START DATASET EXTRACT
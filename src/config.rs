//! Application configuration.
//!
//! One optional JSON file with per-concern sections; every field has a
//! default so a partial file is fine. CLI flags override the loaded values.

use std::path::Path;

use serde::{Deserialize, Serialize};

#[derive(Debug, Clone, Serialize, Deserialize)]
#[serde(default)]
pub struct OllamaConfig {
    pub base_url: String,
    pub model: String,
    pub temperature: f32,
    pub max_retries: u32,
}

impl Default for OllamaConfig {
    fn default() -> Self {
        Self {
            base_url: "http://localhost:11434".to_string(),
            model: "qwen2.5-coder:7b".to_string(),
            temperature: 0.1,
            max_retries: 3,
        }
    }
}

#[derive(Debug, Clone, Serialize, Deserialize)]
#[serde(default)]
pub struct BrowserConfig {
    pub headless: bool,
    /// Per-action timeout in milliseconds.
    pub timeout_ms: u64,
    pub viewport_width: u32,
    pub viewport_height: u32,
}

impl Default for BrowserConfig {
    fn default() -> Self {
        Self {
            headless: false,
            timeout_ms: 30_000,
            viewport_width: 1920,
            viewport_height: 1080,
        }
    }
}

#[derive(Debug, Clone, Serialize, Deserialize)]
#[serde(default)]
pub struct CacheConfig {
    pub enabled: bool,
    pub cache_file: String,
    pub max_entries: usize,
    pub max_age_hours: i64,
}

impl Default for CacheConfig {
    fn default() -> Self {
        Self {
            enabled: true,
            cache_file: "ui_cache.json".to_string(),
            max_entries: 100,
            max_age_hours: 24,
        }
    }
}

#[derive(Debug, Clone, Serialize, Deserialize)]
#[serde(default)]
pub struct SecurityConfig {
    pub require_approval: bool,
    pub credentials_file: String,
}

impl Default for SecurityConfig {
    fn default() -> Self {
        Self {
            require_approval: true,
            credentials_file: "credentials.json".to_string(),
        }
    }
}

#[derive(Debug, Clone, Serialize, Deserialize)]
#[serde(default)]
pub struct RecoveryConfig {
    pub max_recovery_attempts: u32,
}

impl Default for RecoveryConfig {
    fn default() -> Self {
        Self {
            max_recovery_attempts: 2,
        }
    }
}

#[derive(Debug, Clone, Default, Serialize, Deserialize)]
#[serde(default)]
pub struct AppConfig {
    pub ollama: OllamaConfig,
    pub browser: BrowserConfig,
    pub cache: CacheConfig,
    pub security: SecurityConfig,
    pub recovery: RecoveryConfig,
}

impl AppConfig {
    /// Load from a JSON file; missing file yields defaults.
    pub fn load(path: &Path) -> anyhow::Result<Self> {
        if !path.exists() {
            return Ok(Self::default());
        }
        let raw = std::fs::read_to_string(path)?;
        Ok(serde_json::from_str(&raw)?)
    }
}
END DATASET EXTRACT
WORK ITEM: Take every line from the listing above that includes the word "impl" and copy it.

WRITTEN REPLY:
impl Default for OllamaConfig {
impl Default for BrowserConfig {
impl Default for CacheConfig {
impl Default for SecurityConfig {
impl Default for RecoveryConfig {
impl AppConfig {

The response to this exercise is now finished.